WORK ORDER ▸
Select, from the data, each line where "operations" occurs.

GIVEN DATA ▸
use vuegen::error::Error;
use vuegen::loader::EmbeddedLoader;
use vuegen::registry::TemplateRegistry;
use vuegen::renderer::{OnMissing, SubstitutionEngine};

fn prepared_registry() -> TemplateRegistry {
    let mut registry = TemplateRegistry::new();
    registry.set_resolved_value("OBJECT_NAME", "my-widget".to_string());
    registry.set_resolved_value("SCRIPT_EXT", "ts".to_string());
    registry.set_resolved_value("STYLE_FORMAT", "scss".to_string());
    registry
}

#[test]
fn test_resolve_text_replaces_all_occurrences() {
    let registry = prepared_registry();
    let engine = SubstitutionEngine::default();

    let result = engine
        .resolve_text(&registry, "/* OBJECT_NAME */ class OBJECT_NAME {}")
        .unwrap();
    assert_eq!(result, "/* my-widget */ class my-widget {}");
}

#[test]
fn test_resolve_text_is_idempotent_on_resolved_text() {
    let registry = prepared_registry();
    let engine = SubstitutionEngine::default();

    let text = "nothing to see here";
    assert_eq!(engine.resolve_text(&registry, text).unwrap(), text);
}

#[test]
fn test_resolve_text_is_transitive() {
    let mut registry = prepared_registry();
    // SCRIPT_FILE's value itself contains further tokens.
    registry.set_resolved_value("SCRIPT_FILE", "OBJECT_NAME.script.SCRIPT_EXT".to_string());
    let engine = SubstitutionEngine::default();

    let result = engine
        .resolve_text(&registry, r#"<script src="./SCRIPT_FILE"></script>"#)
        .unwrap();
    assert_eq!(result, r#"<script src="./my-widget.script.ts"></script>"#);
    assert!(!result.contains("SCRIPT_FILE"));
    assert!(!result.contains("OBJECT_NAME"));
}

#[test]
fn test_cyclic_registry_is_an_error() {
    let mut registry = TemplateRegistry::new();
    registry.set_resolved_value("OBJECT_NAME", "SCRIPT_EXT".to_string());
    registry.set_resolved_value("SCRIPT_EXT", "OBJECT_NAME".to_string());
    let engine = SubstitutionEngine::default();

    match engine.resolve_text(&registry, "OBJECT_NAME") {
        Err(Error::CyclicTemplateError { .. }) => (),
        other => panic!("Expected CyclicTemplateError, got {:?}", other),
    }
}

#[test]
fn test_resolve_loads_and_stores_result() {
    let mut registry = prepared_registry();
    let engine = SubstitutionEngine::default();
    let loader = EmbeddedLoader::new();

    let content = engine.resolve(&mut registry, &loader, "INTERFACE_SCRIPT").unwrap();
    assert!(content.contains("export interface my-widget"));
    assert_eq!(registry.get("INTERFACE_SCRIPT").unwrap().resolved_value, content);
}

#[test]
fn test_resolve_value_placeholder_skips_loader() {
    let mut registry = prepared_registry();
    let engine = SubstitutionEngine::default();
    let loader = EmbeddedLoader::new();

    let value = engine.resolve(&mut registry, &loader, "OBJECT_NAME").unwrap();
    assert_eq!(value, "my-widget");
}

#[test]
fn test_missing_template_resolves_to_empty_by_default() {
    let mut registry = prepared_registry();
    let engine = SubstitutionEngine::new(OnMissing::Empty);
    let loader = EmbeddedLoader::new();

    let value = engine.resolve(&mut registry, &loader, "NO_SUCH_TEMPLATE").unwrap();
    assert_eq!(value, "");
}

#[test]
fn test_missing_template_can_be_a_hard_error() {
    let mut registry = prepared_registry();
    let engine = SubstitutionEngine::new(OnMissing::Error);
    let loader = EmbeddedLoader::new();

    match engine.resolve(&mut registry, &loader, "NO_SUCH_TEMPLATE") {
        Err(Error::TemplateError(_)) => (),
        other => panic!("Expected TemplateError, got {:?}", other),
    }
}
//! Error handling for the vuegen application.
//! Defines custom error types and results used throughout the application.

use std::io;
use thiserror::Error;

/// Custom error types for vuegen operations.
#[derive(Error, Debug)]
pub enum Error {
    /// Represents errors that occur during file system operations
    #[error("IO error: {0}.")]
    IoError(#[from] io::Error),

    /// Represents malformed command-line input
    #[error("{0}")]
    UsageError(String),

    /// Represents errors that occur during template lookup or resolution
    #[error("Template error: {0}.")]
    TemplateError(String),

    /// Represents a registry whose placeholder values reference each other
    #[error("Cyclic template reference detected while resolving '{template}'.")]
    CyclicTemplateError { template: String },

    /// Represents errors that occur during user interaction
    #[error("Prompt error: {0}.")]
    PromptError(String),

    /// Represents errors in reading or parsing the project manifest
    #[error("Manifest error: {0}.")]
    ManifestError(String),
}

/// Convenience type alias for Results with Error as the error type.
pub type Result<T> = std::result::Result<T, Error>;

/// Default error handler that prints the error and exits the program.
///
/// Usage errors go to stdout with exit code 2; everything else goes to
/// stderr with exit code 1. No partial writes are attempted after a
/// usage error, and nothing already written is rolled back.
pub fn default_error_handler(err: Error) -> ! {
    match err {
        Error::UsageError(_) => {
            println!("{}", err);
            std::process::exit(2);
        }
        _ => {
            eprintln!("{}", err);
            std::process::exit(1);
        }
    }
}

RESPONSE ▸
/// Custom error types for vuegen operations.
    /// Represents errors that occur during file system operations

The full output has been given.